(Records provided Opens)

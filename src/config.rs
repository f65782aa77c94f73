use std::path::PathBuf;

/// Process-wide knobs, constructed once and threaded into every subsystem
/// at construction time rather than read from scattered constants. See
/// `Database::new`.
#[derive(Debug, Clone)]
pub struct Config {
    pub data_dir: PathBuf,
    pub page_size: usize,
    pub buffer_pool_frames: usize,
    pub lock_wait_timeout_ms: u64,
    pub log_buffer_size: usize,
}

impl Config {
    pub fn new(data_dir: impl Into<PathBuf>) -> Self {
        Self {
            data_dir: data_dir.into(),
            page_size: Self::env_usize("STONEBOLT_PAGE_SIZE", 4096),
            buffer_pool_frames: Self::env_usize("STONEBOLT_BUFFER_FRAMES", 256),
            lock_wait_timeout_ms: Self::env_u64("STONEBOLT_LOCK_TIMEOUT_MS", 3_000),
            log_buffer_size: Self::env_usize("STONEBOLT_LOG_BUFFER_BYTES", 64 * 1024),
        }
    }

    pub fn log_path(&self) -> PathBuf {
        self.data_dir.join("wal.log")
    }

    pub fn table_path(&self, table_name: &str) -> PathBuf {
        self.data_dir.join(format!("{}.table", table_name))
    }

    pub fn index_path(&self, index_name: &str) -> PathBuf {
        self.data_dir.join(format!("{}.index", index_name))
    }

    fn env_usize(key: &str, default: usize) -> usize {
        std::env::var(key)
            .ok()
            .and_then(|v| v.parse().ok())
            .unwrap_or(default)
    }

    fn env_u64(key: &str, default: u64) -> u64 {
        std::env::var(key)
            .ok()
            .and_then(|v| v.parse().ok())
            .unwrap_or(default)
    }
}

impl Default for Config {
    fn default() -> Self {
        Self::new("data/default_db")
    }
}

(Records provided Closes)

Write out the data above once more, exactly as it stands.

Result of the exercise:
filename src/config.rs
repository f65782aa77c94f73
use std::path::PathBuf;

/// Process-wide knobs, constructed once and threaded into every subsystem
/// at construction time rather than read from scattered constants. See
/// `Database::new`.
#[derive(Debug, Clone)]
pub struct Config {
    pub data_dir: PathBuf,
    pub page_size: usize,
    pub buffer_pool_frames: usize,
    pub lock_wait_timeout_ms: u64,
    pub log_buffer_size: usize,
}

impl Config {
    pub fn new(data_dir: impl Into<PathBuf>) -> Self {
        Self {
            data_dir: data_dir.into(),
            page_size: Self::env_usize("STONEBOLT_PAGE_SIZE", 4096),
            buffer_pool_frames: Self::env_usize("STONEBOLT_BUFFER_FRAMES", 256),
            lock_wait_timeout_ms: Self::env_u64("STONEBOLT_LOCK_TIMEOUT_MS", 3_000),
            log_buffer_size: Self::env_usize("STONEBOLT_LOG_BUFFER_BYTES", 64 * 1024),
        }
    }

    pub fn log_path(&self) -> PathBuf {
        self.data_dir.join("wal.log")
    }

    pub fn table_path(&self, table_name: &str) -> PathBuf {
        self.data_dir.join(format!("{}.table", table_name))
    }

    pub fn index_path(&self, index_name: &str) -> PathBuf {
        self.data_dir.join(format!("{}.index", index_name))
    }

    fn env_usize(key: &str, default: usize) -> usize {
        std::env::var(key)
            .ok()
            .and_then(|v| v.parse().ok())
            .unwrap_or(default)
    }

    fn env_u64(key: &str, default: u64) -> u64 {
        std::env::var(key)
            .ok()
            .and_then(|v| v.parse().ok())
            .unwrap_or(default)
    }
}

impl Default for Config {
    fn default() -> Self {
        Self::new("data/default_db")
    }
}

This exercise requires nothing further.